The Bureau of Ocean Energy Management, Regulation and Enforcement (BOEM) has approved its sixth permit -- this one for Statoil Gulf of Mexico LLC -- to drill in the deepwater Gulf of Mexico (GOM). Since the lifting of the federal moratorium on offshore drilling last October, it is the second permit to be issued to drill a new well. The first one went to Chevron USA Inc.

The revised permit allows Statoil to drill a new well for the company's Well No. 1 in Alaminos Canyon Block 810 in 7,134 feet of water, approximately 216 miles off the Texas coast, south of Texas City, according to BOEM.

Statoil's Well No. 1 is a new well, the agency said. The operator had a rig under contract and an approved permit to drill a new well when activities were suspended following the Macondo well blowout, which resulted in the explosion aboard the Deepwater Horizon rig and subsequent spill last April (see Daily GPI, April 22, 2010).

"This permit is the sixth we have approved since Feb. 17, when industry demonstrated that it had the capacity to handle subsea blowouts and spills. Some say we are now proceeding too quickly; some say we are still proceeding too slowly. The truth is, we are proceeding as quickly as our resources allow to approve permit applications that satisfy our rigorous safety and environmental standards. We will continue to do so," said BOEM Director Michael R. Bromwich.

As part of its approval process, the bureau said it reviewed Statoil's containment capability available for the specific well proposed in the permit application. Statoil has contracted with the Helix Well Containment Group to use its capping stack to stop the flow of oil should a well control event occur, the BOEM said.
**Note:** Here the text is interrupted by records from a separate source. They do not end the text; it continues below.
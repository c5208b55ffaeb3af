//! Decoded coverages in geophysical units.

use std::sync::Arc;

use coverage_common::{BoundingBox, CatalogError, CatalogResult, Crs, TimeRange};

use crate::category::SampleDimension;
use crate::raster::RasterImage;

/// A raster whose samples are geophysical values.
///
/// Values are `f32`, band-interleaved by pixel, rows top to bottom. Samples
/// outside every quantitative category are NaN.
#[derive(Debug, Clone)]
pub struct GridCoverage {
    pub name: String,
    /// Extent of the pixels actually read, in `crs` units.
    pub bbox: BoundingBox,
    pub crs: Crs,
    pub time_range: TimeRange,
    pub width: u32,
    pub height: u32,
    pub bands: Arc<[SampleDimension]>,
    pub values: Vec<f32>,
    band_count: usize,
}

impl GridCoverage {
    /// Interpret raw pixels through the declared bands.
    ///
    /// A format declaring no bands, or flagged as geophysical, passes the
    /// samples through unchanged. The coverage does not keep `raw`.
    pub fn from_raster(
        name: impl Into<String>,
        raw: &RasterImage,
        bands: Arc<[SampleDimension]>,
        geophysics: bool,
        bbox: BoundingBox,
        crs: Crs,
        time_range: TimeRange,
    ) -> CatalogResult<Self> {
        let name = name.into();
        let band_count = raw.bands as usize;
        if band_count == 0 {
            return Err(CatalogError::Decode(format!("'{}' was decoded without any band", name)));
        }
        let passthrough = geophysics || bands.is_empty();
        if !passthrough && bands.len() != band_count {
            return Err(CatalogError::invalid_record(
                "bands",
                format!(
                    "'{}' has {} bands but its format declares {}",
                    name,
                    band_count,
                    bands.len()
                ),
            ));
        }

        let len = raw.pixels.len();
        let values = (0..len)
            .map(|i| {
                let sample = raw.pixels.get(i).unwrap_or(f64::NAN);
                if passthrough {
                    sample as f32
                } else {
                    bands[i % band_count].geophysics(sample) as f32
                }
            })
            .collect();

        Ok(Self {
            name,
            bbox,
            crs,
            time_range,
            width: raw.width,
            height: raw.height,
            bands,
            values,
            band_count,
        })
    }

    pub fn band_count(&self) -> usize {
        self.band_count
    }

    /// Geophysical value at column `x`, row `y`.
    pub fn value(&self, x: u32, y: u32, band: usize) -> Option<f32> {
        if x >= self.width || y >= self.height || band >= self.band_count() {
            return None;
        }
        let i = (y as usize * self.width as usize + x as usize) * self.band_count() + band;
        self.values.get(i).copied()
    }

    /// Value at a coordinate in `crs` units, nearest pixel.
    pub fn value_at(&self, x: f64, y: f64, band: usize) -> Option<f32> {
        if !self.bbox.contains_point(x, y) || self.bbox.width() <= 0.0 || self.bbox.height() <= 0.0 {
            return None;
        }
        let col = ((x - self.bbox.min_x) / self.bbox.width() * self.width as f64).floor() as u32;
        let row = ((self.bbox.max_y - y) / self.bbox.height() * self.height as f64).floor() as u32;
        self.value(col.min(self.width - 1), row.min(self.height - 1), band)
    }

    /// Bytes held by the geophysical values.
    pub fn byte_size(&self) -> usize {
        self.values.len() * std::mem::size_of::<f32>()
    }

    /// Minimum and maximum of the non-NaN values of a band.
    pub fn value_range(&self, band: usize) -> Option<(f32, f32)> {
        let bands = self.band_count();
        if band >= bands {
            return None;
        }
        self.values
            .iter()
            .skip(band)
            .step_by(bands)
            .filter(|v| !v.is_nan())
            .fold(None, |range, &v| match range {
                None => Some((v, v)),
                Some((lo, hi)) => Some((lo.min(v), hi.max(v))),
            })
    }
}
//! Error taxonomy for catalog and coverage operations.

use thiserror::Error;

/// Result type alias using CatalogError.
pub type CatalogResult<T> = Result<T, CatalogError>;

/// Primary error type for catalog operations.
///
/// Lookup and record errors propagate to the caller as-is. An aborted
/// decode is not an error: readers report it as an absent coverage.
#[derive(Debug, Error)]
pub enum CatalogError {
    // === Lookup Errors ===
    #[error("No record found for {kind} '{key}'")]
    NotFound { kind: &'static str, key: String },

    #[error("Invalid record in {table}: {message}")]
    InvalidRecord { table: &'static str, message: String },

    // === Linear Model Errors ===
    #[error("Descriptor '{0}' has a non-identity distribution and can not be substituted")]
    UnsupportedDistribution(String),

    #[error("Descriptor '{0}' appears in its own expansion")]
    Recursion(String),

    // === Data Errors ===
    #[error("I/O error: {0}")]
    Io(String),

    #[error("Failed to decode image: {0}")]
    Decode(String),

    // === Infrastructure Errors ===
    #[error("Database error: {0}")]
    Database(String),

    #[error("Configuration error: {0}")]
    Config(String),

    #[error("Invalid argument: {0}")]
    InvalidArgument(String),

    /// Stored geometry could not be transformed. Indicates upstream data corruption.
    #[error("Illegal state: {0}")]
    IllegalState(String),
}

impl CatalogError {
    /// Create a NotFound error.
    pub fn not_found(kind: &'static str, key: impl Into<String>) -> Self {
        Self::NotFound {
            kind,
            key: key.into(),
        }
    }

    /// Create an InvalidRecord error.
    pub fn invalid_record(table: &'static str, message: impl Into<String>) -> Self {
        Self::InvalidRecord {
            table,
            message: message.into(),
        }
    }

    /// Create an Io error.
    pub fn io(msg: impl Into<String>) -> Self {
        Self::Io(msg.into())
    }

    /// Create an IllegalState error.
    pub fn illegal_state(msg: impl Into<String>) -> Self {
        Self::IllegalState(msg.into())
    }

    /// Create a Database error.
    pub fn database(msg: impl Into<String>) -> Self {
        Self::Database(msg.into())
    }

    /// Returns true for errors that signal corrupted catalog data rather
    /// than a recoverable condition.
    pub fn is_fatal(&self) -> bool {
        matches!(self, CatalogError::IllegalState(_))
    }

    /// Short machine-readable code, used as a metrics label.
    pub fn code(&self) -> &'static str {
        match self {
            CatalogError::NotFound { .. } => "not_found",
            CatalogError::InvalidRecord { .. } => "invalid_record",
            CatalogError::UnsupportedDistribution(_) => "unsupported_distribution",
            CatalogError::Recursion(_) => "recursion",
            CatalogError::Io(_) => "io",
            CatalogError::Decode(_) => "decode",
            CatalogError::Database(_) => "database",
            CatalogError::Config(_) => "config",
            CatalogError::InvalidArgument(_) => "invalid_argument",
            CatalogError::IllegalState(_) => "illegal_state",
        }
    }
}

impl From<std::io::Error> for CatalogError {
    fn from(err: std::io::Error) -> Self {
        CatalogError::Io(err.to_string())
    }
}

impl From<serde_json::Error> for CatalogError {
    fn from(err: serde_json::Error) -> Self {
        CatalogError::InvalidRecord {
            table: "json",
            message: err.to_string(),
        }
    }
}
The permit issued to Chevron allows the company to drill a new well for its Well No. 1 in Keathley Canyon Block 736 in 6,750 feet of water, approximately 216 miles off the Louisiana coast. Initial drilling on Chevron's Well No.1 began in March 2010 and was halted three months later following the Macondo well blowout.

ExxonMobil Corp. was issued a permit last week to resume deepwater drilling in Keathley Canyon Block 919, approximately 240 miles off the coast south of Lafayette, LA (see Daily GPI, March 23). This was the first permit approved that designated the Marine Well Containment Corp.'s system as its containment solution, according to BOEM.

And the BOEM has approved permits for ATP Oil & Gas Corp., Noble Energy and BHP Billiton to resume drilling in the deepwater Gulf (see Daily GPI, March 1). The permits for these producers, as well as ExxonMobil, allow continuation of drilling that was interrupted by the moratorium. They do not permit new drilling.